I would certainly think in terms of a full crossmatch, BUT using a clotted sample, just in case.  That experience in the UK, although not my own, shook me up a bit!

comment_80590

In this context (post transfusion with DAT pos, screening neg), would be worth running/trying an elution?

  • Author
comment_80591

Trying yes - but the anti-IgG DAT is negative so...not that this hasn't happened to be helpful before in a full IRL workup but we are in front of the patient and need to transfuse ASAP.  A full crossmatch would be much quicker.

comment_80592
18 minutes ago, jnadeau said:

Trying yes - but the anti-IgG DAT is negative so...not that this hasn't happened to be helpful before in a full IRL workup but we are in front of the patient and need to transfuse ASAP.  A full crossmatch would be much quicker.

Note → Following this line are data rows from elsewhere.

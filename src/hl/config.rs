use embedded_hal::digital;

use super::tuning::TUNING_CAP_MAX;
use crate::{
    configs::{index_in_table, Config, FREQ_DIVISION_RATIOS, STRIKE_COUNT_THRESHOLDS},
    maybe_async_attr, spi_type, Error, AS3935,
};

/// Analogue front-end gain for indoor operation
const AFE_GAIN_INDOOR: u8 = 0x12;
/// Analogue front-end gain for outdoor operation
const AFE_GAIN_OUTDOOR: u8 = 0x0E;

const WATCHDOG_MAX: u8 = 0x0A;
const NOISE_FLOOR_MAX: u8 = 0x07;
const SPIKE_THRESHOLD_MAX: u8 = 0x0B;

impl<SPI, IRQ> AS3935<SPI, IRQ>
where
    SPI: spi_type::spi::SpiDevice<u8>,
    IRQ: digital::ErrorType,
{
    /// Returns whether the analogue front-end is set up for indoor use
    #[maybe_async_attr]
    pub async fn indoor(&mut self) -> Result<bool, Error<SPI, IRQ>> {
        Ok(self.ll.afe_gb().read().await? == AFE_GAIN_INDOOR)
    }

    /// Selects the indoor or outdoor analogue front-end gain
    ///
    /// Must be set to `true` if the sensor is used indoors. The default is
    /// indoor.
    #[maybe_async_attr]
    pub async fn set_indoor(&mut self, indoor: bool) -> Result<(), Error<SPI, IRQ>> {
        let gain = if indoor {
            AFE_GAIN_INDOOR
        } else {
            AFE_GAIN_OUTDOOR
        };

        Ok(self.ll.afe_gb().write(gain).await?)
    }

    /// Returns whether the analogue front-end is set up for outdoor use
    #[maybe_async_attr]
    pub async fn outdoor(&mut self) -> Result<bool, Error<SPI, IRQ>> {
        Ok(!self.indoor().await?)
    }

    /// Selects the outdoor or indoor analogue front-end gain
    ///
    /// Equivalent of calling [`set_indoor`] with the opposite value.
    ///
    /// [`set_indoor`]: #method.set_indoor
    #[maybe_async_attr]
    pub async fn set_outdoor(&mut self, outdoor: bool) -> Result<(), Error<SPI, IRQ>> {
        self.set_indoor(!outdoor).await
    }

    /// Returns the watchdog threshold
    #[maybe_async_attr]
    pub async fn watchdog(&mut self) -> Result<u8, Error<SPI, IRQ>> {
        Ok(self.ll.wdth().read().await?)
    }

    /// Sets the watchdog threshold, 0 to 10
    ///
    /// Higher thresholds decrease triggers by disturbers but reduce
    /// sensitivity to lightning strikes.
    #[maybe_async_attr]
    pub async fn set_watchdog(&mut self, value: u8) -> Result<(), Error<SPI, IRQ>> {
        if value > WATCHDOG_MAX {
            return Err(Error::InvalidConfiguration);
        }

        Ok(self.ll.wdth().write(value).await?)
    }

    /// Returns the noise floor level
    #[maybe_async_attr]
    pub async fn noise_floor_limit(&mut self) -> Result<u8, Error<SPI, IRQ>> {
        Ok(self.ll.nf_lev().read().await?)
    }

    /// Sets the noise floor level, 0 to 7
    ///
    /// When the background noise exceeds this level the chip issues a
    /// noise-high interrupt. Higher values allow operation with higher
    /// background noise.
    #[maybe_async_attr]
    pub async fn set_noise_floor_limit(&mut self, value: u8) -> Result<(), Error<SPI, IRQ>> {
        if value > NOISE_FLOOR_MAX {
            return Err(Error::InvalidConfiguration);
        }

        Ok(self.ll.nf_lev().write(value).await?)
    }

    /// Returns the spike rejection threshold
    #[maybe_async_attr]
    pub async fn spike_threshold(&mut self) -> Result<u8, Error<SPI, IRQ>> {
        Ok(self.ll.srej().read().await?)
    }

    /// Sets the spike rejection threshold, 0 to 11
    ///
    /// Higher values reduce false triggers but reduce sensitivity.
    #[maybe_async_attr]
    pub async fn set_spike_threshold(&mut self, value: u8) -> Result<(), Error<SPI, IRQ>> {
        if value > SPIKE_THRESHOLD_MAX {
            return Err(Error::InvalidConfiguration);
        }

        Ok(self.ll.srej().write(value).await?)
    }

    /// Returns the strike-count threshold
    #[maybe_async_attr]
    pub async fn strike_count_threshold(&mut self) -> Result<u8, Error<SPI, IRQ>> {
        let index = self.ll.min_num_ligh().read().await?;

        Ok(STRIKE_COUNT_THRESHOLDS[index as usize])
    }

    /// Sets the minimum number of strikes before an interrupt is issued
    ///
    /// One of 1, 5, 9 or 16. The threshold is reset to its default after
    /// being triggered.
    #[maybe_async_attr]
    pub async fn set_strike_count_threshold(&mut self, count: u8) -> Result<(), Error<SPI, IRQ>> {
        let index = index_in_table(&STRIKE_COUNT_THRESHOLDS, count)
            .ok_or(Error::InvalidConfiguration)?;

        Ok(self.ll.min_num_ligh().write(index).await?)
    }

    /// Returns whether disturber events are masked
    #[maybe_async_attr]
    pub async fn disturber_mask(&mut self) -> Result<bool, Error<SPI, IRQ>> {
        Ok(self.ll.mask_dist().read().await? != 0)
    }

    /// Suppresses or allows interrupts for disturber events
    #[maybe_async_attr]
    pub async fn set_disturber_mask(&mut self, masked: bool) -> Result<(), Error<SPI, IRQ>> {
        Ok(self.ll.mask_dist().write(masked as u8).await?)
    }

    /// Clears the statistics of the distance estimation block
    #[maybe_async_attr]
    pub async fn clear_stats(&mut self) -> Result<(), Error<SPI, IRQ>> {
        self.ll.cl_stat().write(1).await?;
        self.ll.cl_stat().write(0).await?;
        self.ll.cl_stat().write(1).await?;

        Ok(())
    }

    /// Applies a whole [`Config`] in one go
    ///
    /// Every entry is validated before the first register is written, so an
    /// invalid configuration leaves the sensor untouched.
    #[maybe_async_attr]
    pub async fn configure(&mut self, config: Config) -> Result<(), Error<SPI, IRQ>> {
        if config.watchdog > WATCHDOG_MAX
            || config.noise_floor_limit > NOISE_FLOOR_MAX
            || config.spike_threshold > SPIKE_THRESHOLD_MAX
            || index_in_table(&STRIKE_COUNT_THRESHOLDS, config.strike_count_threshold).is_none()
            || index_in_table(&FREQ_DIVISION_RATIOS, config.freq_divisor).is_none()
            || config.tuning_capacitance > TUNING_CAP_MAX
        {
            return Err(Error::InvalidConfiguration);
        }

        self.set_indoor(config.indoor).await?;
        self.set_watchdog(config.watchdog).await?;
        self.set_noise_floor_limit(config.noise_floor_limit).await?;
        self.set_spike_threshold(config.spike_threshold).await?;
        self.set_strike_count_threshold(config.strike_count_threshold)
            .await?;
        self.set_disturber_mask(config.disturber_masked).await?;
        self.set_freq_divisor(config.freq_divisor).await?;
        self.set_tuning_capacitance(config.tuning_capacitance).await?;

        Ok(())
    }
}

I have cited this reference over and over and over again.  Sachs UJH, Röder L, Santoso S, Bein G.  Does a negative direct antiglobulin test exclude warm autoimmune haemolytic anaemia? A prospective study of 504 cases.  British Journal of Haematology 2006; 132: 651-661, and it refers to transfusion reactions too.

comment_80593
19 hours ago, Malcolm Needs said:

I can't refresh your memory, but I do know of a case of anti-Vel in the UK that caused a fatal transfusion reaction.  The DAT was positive by anti-complement only, and the anti-Vel itself could only be detected in a clotted sample, not in an EDTA sample.

Those anti-Vels are sneaky !

  • Author
comment_80594

"Compatible blood for a corpse is not a triumph" 

(sorry - forgot who to attribute this to)

comment_80605

For our procedure, we would perform a Cold Antibody Screen. If it is panreactive, then the patient is suspect to have a Cold Auto Antibody.  We would only give electronic crossmatch. If it is selectively reactive, we would perform a cold panel to identify the cold antibody and give antigen negative for the clinically significant antibody.

 

We used to do immediate spin crossmatch a few years back but it almost always positive due to the cold auto, which would reflex to full crossmatch.  Our medical director changed the process.

  • 2 weeks later...
comment_80697

We frequently get samples on recently transfused patients that the hospital says have a negative DAT. Our DAT in Gel will be +/= and maybe a few +/= reactions in the neat plasma. The eluates often have easily identified antibodies with strengths up to 3+ in Gel. When we call the hospital to give report, we have been told several times that they gave crossmatch compatible blood before our work was complete. We sometimes perform eluates on negative DAT samples if it "makes sense" to us. Usually it's when we say to ourselves, "This might be a weak warm-auto if the DAT were +".